- Born: 1 April 1927 North Lakhimpur, Assam
- Died: November 9, 1999 (aged 72)
- Citizenship: Indian
- Education: MA
- Alma mater: Gauhati University
- Occupations: Writer, Journalist, Lecturer
- Writing career
- Language: Assamese
- Period: 1953 - present
- Genre: Fiction
- Notable works: Prithivir Axukh Daawor Aru Nai
- Notable awards: 1980: Sahitya Akademi Award 1994: Assam Valley Literary Award

= Jogesh Das =

Indian writer and novelist

Jogesh Das (1 April 1927 – 9 September 1999) was an Indian short-story writer and novelist from Assam. He was born in 1927. He won the Sahitya Akademi Award for his book Prithivir Oxukh. He was also associated with many cultural organization including the Asom Sahitya Sabha.

==Career==
Das completed his M.A in Assamese literature from Gauhati University in 1953 and then started working as a journalist.Das became the first Sonowal Kachari to be elected as the president of the Asom Sahitya Sabha.

=== As a writer ===
Das emerged as a fiction writer in the early fifties. He has written short stories and novels with equal distinction. His first novel Kolpotuwar Mrityu was published in 1953. His second novel Daawor aru nai published in the year 1955 established him as an influential novelist. The book has been translated into numerous other Indian languages by the National Book Trust.

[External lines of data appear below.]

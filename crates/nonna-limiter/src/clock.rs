//! Millisecond clocks

use std::sync::atomic::{AtomicI64, Ordering};

/// Source of wall-clock milliseconds
pub trait Clock: Send + Sync + std::fmt::Debug {
    /// Current time in milliseconds since the Unix epoch
    fn now_ms(&self) -> i64;
}

/// Real time
#[derive(Debug, Clone, Copy, Default)]
pub struct SystemClock;

impl Clock for SystemClock {
    fn now_ms(&self) -> i64 {
        chrono::Utc::now().timestamp_millis()
    }
}

/// Hand-driven clock for tests and simulations
#[derive(Debug, Default)]
pub struct ManualClock {
    now: AtomicI64,
}

impl ManualClock {
    /// Start at the given time
    #[inline]
    #[must_use]
    pub fn new(start_ms: i64) -> Self {
        Self {
            now: AtomicI64::new(start_ms),
        }
    }

    /// Move forward
    pub fn advance(&self, ms: i64) {
        self.now.fetch_add(ms, Ordering::SeqCst);
    }

    /// Jump to an absolute time
    pub fn set(&self, ms: i64) {
        self.now.store(ms, Ordering::SeqCst);
    }
}

impl Clock for ManualClock {
    fn now_ms(&self) -> i64 {
        self.now.load(Ordering::SeqCst)
    }
}
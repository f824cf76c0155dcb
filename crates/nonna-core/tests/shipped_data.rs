//! The sample configuration and bundled lists load and behave

use nonna_core::{BotContext, ChannelAllowList, NonnaConfig, PASTA_SET};
use nonna_names::load_name_list;
use nonna_test_utils::StubLookup;
use std::path::PathBuf;
use std::sync::Arc;

fn repo_root() -> PathBuf {
    PathBuf::from(env!("CARGO_MANIFEST_DIR")).join("../..")
}

fn shipped_config() -> NonnaConfig {
    let root = repo_root();
    let mut config = NonnaConfig::load(root.join("nonna.toml")).unwrap();
    config.lists.pastas = root.join(&config.lists.pastas);
    config.lists.memes = config.lists.memes.map(|p| root.join(p));
    config.lists.food = root.join(&config.lists.food);
    config
}

#[test]
fn sample_config_builds_context() {
    let context = BotContext::build(
        shipped_config(),
        Arc::new(StubLookup::new()),
        ChannelAllowList::from_ids(["console"]),
    )
    .unwrap();

    assert!(context.config.acknowledge.includes("Mercer_Less"));
    assert!(!context.filter.is_empty());
    assert!(context.matcher.set(PASTA_SET).is_some());
}

#[test]
fn every_bundled_pasta_is_an_exact_match() {
    let config = shipped_config();
    let context = BotContext::build(
        config.clone(),
        Arc::new(StubLookup::new()),
        ChannelAllowList::default(),
    )
    .unwrap();
    let policy = context.policy();

    for name in load_name_list(&config.lists.pastas).unwrap() {
        let suggestions = context
            .matcher
            .suggestions(&name.to_lowercase(), &[PASTA_SET], &policy)
            .unwrap();
        assert_eq!(suggestions[PASTA_SET], "", "{name} should need no correction");
    }
}

#[test]
fn bundled_pastas_pass_the_content_filter() {
    let config = shipped_config();
    let filter = nonna_core::ContentFilter::new(load_name_list(&config.lists.food).unwrap());

    for name in load_name_list(&config.lists.pastas).unwrap() {
        assert_eq!(filter.score(&name), 0, "{name} trips the filter");
    }
}
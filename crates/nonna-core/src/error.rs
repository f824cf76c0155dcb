//! Error types for Nonna Core
//!
//! Provides error handling for:
//! - Configuration loading and validation
//! - Startup context construction
//! - Knowledge lookup client setup
//! - Outbound message delivery
//! - Interaction webhook verification
//!
//! Per-query failures never surface as these errors: the orchestrator folds
//! them into a [`crate::ResolutionOutcome`].

use nonna_fuzzy::FuzzyError;
use nonna_names::NameListError;
use std::path::PathBuf;

/// Main startup error type
#[derive(Debug, thiserror::Error)]
pub enum NonnaError {
    /// Configuration error
    #[error("configuration error: {0}")]
    Config(#[from] ConfigError),

    /// Name list could not be loaded
    #[error("name list error: {0}")]
    NameList(#[from] NameListError),

    /// Fuzzy sets are inconsistent with the configuration
    #[error("fuzzy set error: {0}")]
    Fuzzy(#[from] FuzzyError),

    /// Lookup client could not be built
    #[error("lookup client error: {0}")]
    Lookup(#[from] LookupError),
}

/// Configuration errors
#[derive(Debug, thiserror::Error)]
pub enum ConfigError {
    /// File could not be read
    #[error("cannot read config {path}: {source}")]
    Io {
        path: PathBuf,
        #[source]
        source: std::io::Error,
    },

    /// Extension is not toml, yaml, yml or json
    #[error("unsupported config format: {0}")]
    UnsupportedFormat(PathBuf),

    /// File did not parse
    #[error("cannot parse config {path}: {message}")]
    Parse { path: PathBuf, message: String },

    /// A value is out of range
    #[error("invalid config value {field}: {reason}")]
    Invalid { field: &'static str, reason: String },
}

/// Knowledge lookup client errors
#[derive(Debug, thiserror::Error)]
pub enum LookupError {
    /// HTTP client could not be built
    #[error("http client: {0}")]
    Client(#[from] reqwest::Error),
}

/// Outbound message delivery errors
#[derive(Debug, Clone, PartialEq, Eq, thiserror::Error)]
pub enum MessengerError {
    /// Target channel or message is gone
    #[error("delivery target not found: {0}")]
    TargetNotFound(String),

    /// Platform rejected or dropped the message
    #[error("delivery failed: {0}")]
    DeliveryFailed(String),
}

/// Interaction webhook errors
#[derive(Debug, thiserror::Error)]
pub enum InteractionError {
    /// Signature or timestamp header missing
    #[error("missing signature headers")]
    MissingHeaders,

    /// Configured public key is not a valid Ed25519 key
    #[error("invalid public key: {0}")]
    InvalidPublicKey(String),

    /// Signature header is not 64 hex-encoded bytes
    #[error("malformed signature")]
    MalformedSignature,

    /// Signature does not match the body
    #[error("bad request signature")]
    BadSignature,

    /// Body is not an interaction
    #[error("malformed interaction body: {0}")]
    MalformedBody(#[from] serde_json::Error),
}

impl InteractionError {
    /// Whether the request should be answered with 401
    #[inline]
    #[must_use]
    pub fn is_unauthorized(&self) -> bool {
        matches!(
            self,
            Self::MissingHeaders | Self::MalformedSignature | Self::BadSignature
        )
    }
}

His short-story collection Prithivir Oxukh brought him the prestigious Sahitya Akademi Award. His "Folklore of Assam" which was originally written in English and later translated into other Indian languages, is a simple and comprehensive book on Assamese folklore.

==Literary works==
Some of his notable works are:

===Novels===
- 1953: Kolpotuwar Mrityu (Death of Kolpotuwa)
- 1955: Daawor aaru naai (No more cloud is there)
- 1959: Jonakir Jui (Flame of the Firefly)
- 1963: Nirupai-Nirupai (Helpless... Helpless)
- 1965: Emuthi Dhuli (A Handful of Dust)
- 1967: Haazaar Phul (Thousands of Flowers)
- 1972: Nedekha Juir Dhowa (Smoke of an unseen fire)
- 1972: Obidha (Illegitimate)
- 1977: Naresh Maloti Aru (Naresh, Maloti and...)

===Story books===
- 1956: Popiya Tora (Falling Star)
- 1958: Andharor Are Are (Under the Shadow of Darkness)
- 1961: Triveni (Confluence of Three)
- 1963: Modaror Bedona (Grief of the Sunshine Tree)
- 1965: Haazaar Lokor Bhir (A crowd of thousands)

===English books===
- 1972: Folklore of Assam

==Awards==
- In 1980, Das received the prestigious Sahitya Akademi Award for his collection of short stories Prithivir Oxukh.
- In 1994 Das received the Assam Valley Literary Award for his contribution to Assamese literature.